China's new communist leaders, in office a year, have made building what they
call a "well-off society" the centerpiece of their platform for economic
progress. Success hinges on whether efforts to spread prosperity to places like
Henghu can be sustained.
When China's lawmakers gather Friday in Beijing for their annual session,
talks are expected to focus on the ultimate bottleneck for the economy — the
countryside.
Exports and foreign investment have soared, as factories churn out ever more
advanced products. City blocks are being transformed, seemingly overnight, from
ramshackle one-story neighborhoods into modern high-rises and landscaped parks.
But in Henghu, as in much of China's vast rural hinterland, change comes
slowly.
"Everything seems to stay about the same," says Ling Su, manager of the
town's main restaurant as she looks out the door after sweeping and hosing the
bare cement floor. "Oh yes, but they did fix the cement. Things do improve, but
it takes time."
China's leaders are struggling to restore health to a financial system
glutted with bad debt and to curb excessive investment in real estate projects,
auto, steel and aluminum factories. Soaring industrial production has sparked
energy shortages, and rising prices for food and fuel raise worries over
inflation.
Though an estimated 30 million city dwellers live in poverty — many of them
retirees or workers laid off from state factories — in the fast-growing cities
incomes average $970.
In rural China, home to about two of every three of the country's 1.3 billion
people, income per person averages only $317 a year, barely enough to keep up
with rising prices for seeds, fertilizer and fuel, let alone taxes, schooling
and medical care.
Estimates of poverty in rural China vary. According to the China
Poverty-Relief Fund, 30 million rural Chinese lack enough food and clothing.

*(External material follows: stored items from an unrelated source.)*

//! FHIR `Consent` wire model.
//!
//! gICS returns one `Consent` per policy state. The policy itself sits either on the
//! top-level provision or on its first nested provision, depending on the registry version.

use crate::{CodeableConcept, Coding, Meta, Period, Reference, Resource};
use serde::{Deserialize, Serialize};

#[derive(Clone, Debug, Default, PartialEq, Eq, Serialize, Deserialize)]
#[serde(rename_all = "camelCase")]
pub struct Consent {
    #[serde(default, skip_serializing_if = "Option::is_none")]
    pub resource_type: Option<String>,
    #[serde(default, skip_serializing_if = "Option::is_none")]
    pub id: Option<String>,
    #[serde(default, skip_serializing_if = "Option::is_none")]
    pub meta: Option<Meta>,
    #[serde(default, skip_serializing_if = "Option::is_none")]
    pub date_time: Option<String>,
    #[serde(default, skip_serializing_if = "Option::is_none")]
    pub source_reference: Option<Reference>,
    #[serde(default, skip_serializing_if = "Option::is_none")]
    pub provision: Option<ConsentProvision>,
}

#[derive(Clone, Debug, Default, PartialEq, Eq, Serialize, Deserialize)]
#[serde(rename_all = "camelCase")]
pub struct ConsentProvision {
    #[serde(rename = "type", default, skip_serializing_if = "Option::is_none")]
    pub kind: Option<ProvisionType>,
    #[serde(default, skip_serializing_if = "Option::is_none")]
    pub period: Option<Period>,
    #[serde(default, skip_serializing_if = "Vec::is_empty")]
    pub code: Vec<CodeableConcept>,
    #[serde(default, skip_serializing_if = "Vec::is_empty")]
    pub provision: Vec<ConsentProvision>,
}

#[derive(Clone, Copy, Debug, PartialEq, Eq, Serialize, Deserialize)]
#[serde(rename_all = "lowercase")]
pub enum ProvisionType {
    Deny,
    Permit,
}

impl ConsentProvision {
    /// First coding of the first code, if present.
    pub fn first_coding(&self) -> Option<&Coding> {
        self.code.first().and_then(|c| c.coding.first())
    }

    pub fn is_permit(&self) -> bool {
        self.kind == Some(ProvisionType::Permit)
    }
}

impl Consent {
    /// The provision describing the policy: the first nested provision when present,
    /// otherwise the top-level provision.
    pub fn policy_provision(&self) -> Option<&ConsentProvision> {
        let top = self.provision.as_ref()?;
        Some(top.provision.first().unwrap_or(top))
    }

    pub fn source_reference(&self) -> Option<&str> {
        self.source_reference
            .as_ref()
            .and_then(|r| r.reference.as_deref())
    }
}

impl Resource for Consent {
    const RESOURCE_TYPE: &'static str = "Consent";

    fn declared_type(&self) -> Option<&str> {
        self.resource_type.as_deref()
    }
}

#[cfg(test)]
mod tests {
    use super::*;
    use crate::parse;

    #[test]
    fn nested_provision_takes_precedence() {
        let input = br#"{
  "resourceType": "Consent",
  "meta": {"lastUpdated": "2024-01-01T00:00:00Z"},
  "sourceReference": {"reference": "QuestionnaireResponse/42"},
  "provision": {
    "type": "deny",
    "provision": [{
      "type": "permit",
      "period": {"start": "2024-01-01", "end": "3000-01-01"},
      "code": [{"coding": [{"system": "https://ths-greifswald.de/fhir/CodeSystem/gics/Policy", "code": "MDAT_erheben", "display": "Erheben"}]}]
    }]
  }
}"#;

        let consent = parse::<Consent>(input).expect("parse consent");
        let provision = consent.policy_provision().expect("provision");
        assert!(provision.is_permit());
        assert_eq!(
            provision.first_coding().and_then(|c| c.code.as_deref()),
            Some("MDAT_erheben")
        );
        assert_eq!(consent.source_reference(), Some("QuestionnaireResponse/42"));
    }

    #[test]
    fn flat_provision_is_used_when_not_nested() {
        let input = br#"{"provision": {"type": "deny", "code": [{"coding": [{"code": "IDAT"}]}]}}"#;
        let consent = parse::<Consent>(input).expect("parse consent");
        let provision = consent.policy_provision().expect("provision");
        assert!(!provision.is_permit());
        assert_eq!(
            provision.first_coding().and_then(|c| c.code.as_deref()),
            Some("IDAT")
        );
    }

    #[test]
    fn missing_provision_yields_none() {
        let consent = parse::<Consent>(br#"{"resourceType":"Consent"}"#).expect("parse");
        assert!(consent.policy_provision().is_none());
    }
}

Another 60 million have incomes below about $100 a year.
"The agricultural sector simply cannot feed 800 million to 900 million people
anymore," says Chen Xingdong, an economist with the French bank BNP Paribas in
Beijing. "For decades, China has relied on the rural areas to support urban
growth, and they have suffered greatly. It has come to the point that it cannot
continue."
Just down the road from Henghu, cement yields to bumpy mud tracks. Instead of
water taps there are hand pumps. The trickle-down of the country's rising
affluence seems to trickle out.
Four years ago, in villages not far from Henghu, farmers incensed by taxes
that devoured almost two-thirds of their incomes ransacked offices of the Yuandu
township government. The disorder spread to neighboring townships, with about
20,000 farmers involved in attacks on local government offices and leaders'
homes.
Since then, taxes have been reduced, local officials said. And the
authorities keep a tight lid on unrest.
"Everyone has the responsibility to keep order" is the slogan whitewashed
onto dusty brick walls in villages in Jiangxi, a mountainous province that the
communists used as a base to foment peasant uprisings before they seized power
in 1949.
In their recent best-seller, "Investigative Report on Chinese Peasants,"

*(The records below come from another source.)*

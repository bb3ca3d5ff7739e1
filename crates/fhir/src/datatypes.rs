//! FHIR general-purpose data types shared by the resource models.

use crate::{FhirError, FhirResult};
use chrono::{DateTime, FixedOffset, NaiveDate, Utc};
use serde::{Deserialize, Serialize};

/// An identifier intended for computation, e.g. a domain name or a patient id.
#[derive(Clone, Debug, Default, PartialEq, Eq, Serialize, Deserialize)]
#[serde(rename_all = "camelCase")]
pub struct Identifier {
    #[serde(default, skip_serializing_if = "Option::is_none")]
    pub system: Option<String>,
    #[serde(default, skip_serializing_if = "Option::is_none")]
    pub value: Option<String>,
}

/// A reference to a code defined by a terminology system.
#[derive(Clone, Debug, Default, PartialEq, Eq, Serialize, Deserialize)]
#[serde(rename_all = "camelCase")]
pub struct Coding {
    #[serde(default, skip_serializing_if = "Option::is_none")]
    pub system: Option<String>,
    #[serde(default, skip_serializing_if = "Option::is_none")]
    pub code: Option<String>,
    #[serde(default, skip_serializing_if = "Option::is_none")]
    pub display: Option<String>,
}

impl Coding {
    /// Whether this coding carries exactly `system|code`.
    pub fn is(&self, system: &str, code: &str) -> bool {
        self.system.as_deref() == Some(system) && self.code.as_deref() == Some(code)
    }
}

#[derive(Clone, Debug, Default, PartialEq, Eq, Serialize, Deserialize)]
#[serde(rename_all = "camelCase")]
pub struct CodeableConcept {
    #[serde(default, skip_serializing_if = "Vec::is_empty")]
    pub coding: Vec<Coding>,
}

/// A time range. Both bounds are kept as wire strings; see [`parse_date_time`].
#[derive(Clone, Debug, Default, PartialEq, Eq, Serialize, Deserialize)]
#[serde(rename_all = "camelCase")]
pub struct Period {
    #[serde(default, skip_serializing_if = "Option::is_none")]
    pub start: Option<String>,
    #[serde(default, skip_serializing_if = "Option::is_none")]
    pub end: Option<String>,
}

#[derive(Clone, Debug, Default, PartialEq, Eq, Serialize, Deserialize)]
#[serde(rename_all = "camelCase")]
pub struct Meta {
    #[serde(default, skip_serializing_if = "Option::is_none")]
    pub last_updated: Option<String>,
}

#[derive(Clone, Debug, Default, PartialEq, Eq, Serialize, Deserialize)]
#[serde(rename_all = "camelCase")]
pub struct Reference {
    #[serde(default, skip_serializing_if = "Option::is_none")]
    pub reference: Option<String>,
}

/// A FHIR extension. gICS nests key/value pairs one level deep.
#[derive(Clone, Debug, Default, PartialEq, Eq, Serialize, Deserialize)]
#[serde(rename_all = "camelCase")]
pub struct Extension {
    pub url: String,
    #[serde(default, skip_serializing_if = "Vec::is_empty")]
    pub extension: Vec<Extension>,
    #[serde(default, skip_serializing_if = "Option::is_none")]
    pub value_uri: Option<String>,
    #[serde(default, skip_serializing_if = "Option::is_none")]
    pub value_string: Option<String>,
}

impl Extension {
    /// Construct a nested extension container.
    pub fn with_children(url: impl Into<String>, children: Vec<Extension>) -> Self {
        Self {
            url: url.into(),
            extension: children,
            ..Self::default()
        }
    }

    /// Construct a leaf extension carrying a `valueString`.
    pub fn string(url: impl Into<String>, value: impl Into<String>) -> Self {
        Self {
            url: url.into(),
            value_string: Some(value.into()),
            ..Self::default()
        }
    }

    /// Construct a leaf extension carrying a `valueUri`.
    pub fn uri(url: impl Into<String>, value: impl Into<String>) -> Self {
        Self {
            url: url.into(),
            value_uri: Some(value.into()),
            ..Self::default()
        }
    }

    /// First nested extension with the given `url`.
    pub fn child(&self, url: &str) -> Option<&Extension> {
        self.extension.iter().find(|e| e.url == url)
    }
}

/// Parse a FHIR `date` or `dateTime` value into a UTC timestamp.
///
/// Accepts full RFC 3339 date-times and bare `YYYY-MM-DD` dates (read as midnight UTC).
/// Sub-second precision is truncated so that comparisons happen at second granularity.
///
/// # Errors
///
/// Returns [`FhirError::InvalidDateTime`] for any other shape. Callers must not substitute a
/// default timestamp for an unparseable value.
pub fn parse_date_time(value: &str) -> FhirResult<DateTime<Utc>> {
    parse_date_time_in_offset(value).map(|dt| dt.with_timezone(&Utc))
}

/// Like [`parse_date_time`], but keeps the offset the value was written in.
///
/// Bare dates carry a zero offset.
pub fn parse_date_time_in_offset(value: &str) -> FhirResult<DateTime<FixedOffset>> {
    let value = value.trim();
    if let Ok(dt) = DateTime::parse_from_rfc3339(value) {
        let utc = DateTime::from_timestamp(dt.timestamp(), 0)
            .ok_or_else(|| FhirError::InvalidDateTime(value.to_owned()))?;
        return Ok(utc.with_timezone(dt.offset()));
    }

    NaiveDate::parse_from_str(value, "%Y-%m-%d")
        .ok()
        .and_then(|d| d.and_hms_opt(0, 0, 0))
        .map(|naive| naive.and_utc().fixed_offset())
        .ok_or_else(|| FhirError::InvalidDateTime(value.to_owned()))
}

#[cfg(test)]
mod tests {
    use super::*;
    use chrono::TimeZone;

    #[test]
    fn parses_rfc3339_with_offset() {
        let parsed = parse_date_time("2024-05-01T12:30:00+02:00").expect("parse");
        assert_eq!(parsed, Utc.with_ymd_and_hms(2024, 5, 1, 10, 30, 0).unwrap());
    }

    #[test]
    fn truncates_fractional_seconds() {
        let parsed = parse_date_time("2024-05-01T12:30:00.987Z").expect("parse");
        assert_eq!(parsed, Utc.with_ymd_and_hms(2024, 5, 1, 12, 30, 0).unwrap());
    }

    #[test]
    fn parses_bare_date_as_midnight() {
        let parsed = parse_date_time("3000-01-01").expect("parse");
        assert_eq!(parsed, Utc.with_ymd_and_hms(3000, 1, 1, 0, 0, 0).unwrap());
    }

    #[test]
    fn keeps_the_written_offset() {
        let parsed = parse_date_time_in_offset("3000-01-01T00:00:00.5+01:00").expect("parse");
        assert_eq!(parsed.offset().local_minus_utc(), 3600);
        assert_eq!(parsed.to_rfc3339(), "3000-01-01T00:00:00+01:00");
        assert_eq!(
            parse_date_time("3000-01-01T00:00:00+01:00").expect("parse"),
            Utc.with_ymd_and_hms(2999, 12, 31, 23, 0, 0).unwrap()
        );
    }

    #[test]
    fn rejects_garbage_instead_of_defaulting() {
        let err = parse_date_time("yesterday").expect_err("should not parse");
        assert!(matches!(err, FhirError::InvalidDateTime(v) if v == "yesterday"));
    }

    #[test]
    fn finds_nested_extension_by_url() {
        let ext = Extension::with_children(
            "outer",
            vec![Extension::string("key", "checkPolicy"), Extension::uri("system", "urn:x")],
        );
        assert_eq!(
            ext.child("system").and_then(|e| e.value_uri.as_deref()),
            Some("urn:x")
        );
        assert!(ext.child("missing").is_none());
    }
}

authors Chen Guidi and Wu Chuntao recount the sufferings of dozens of farmers at
the hands of tyrannical officials. Some are beaten to death for not paying
taxes. Others are losing their land to corrupt local officials — seemingly a
reversal of the revolution that brought the communists to power.
"No matter if the cities change with each passing day, if we forget the vast
countryside, if our 900 million rural brothers do not achieve prosperity, then
economic statistics, no matter how positive, will be meaningless," they wrote.
Since taking office a year ago in a long-planned generational transfer of
power, top leaders have renewed pledges to help the rural underclass,
underlining those commitments with well publicized visits to the countryside.
They're promising to protect property rights, subsidize grain production and
ease demands for taxes and fees that often eat up whatever little extra farmers
might manage to accumulate.
They're also easing restrictions on migration to cities, and many are eyeing
the potential for new lives elsewhere.
Xu Jian, a country boy running a snack shop in Nanchang, Jiangxi's provincial
capital, is among the many millions of rural Chinese who have given up on their
hometowns, opting to seek their fortunes in the cities.
"What's the point of staying in the village? If you make any money, the
corrupt officials just pocket it," Xu says. "Better to seek a better life
elsewhere."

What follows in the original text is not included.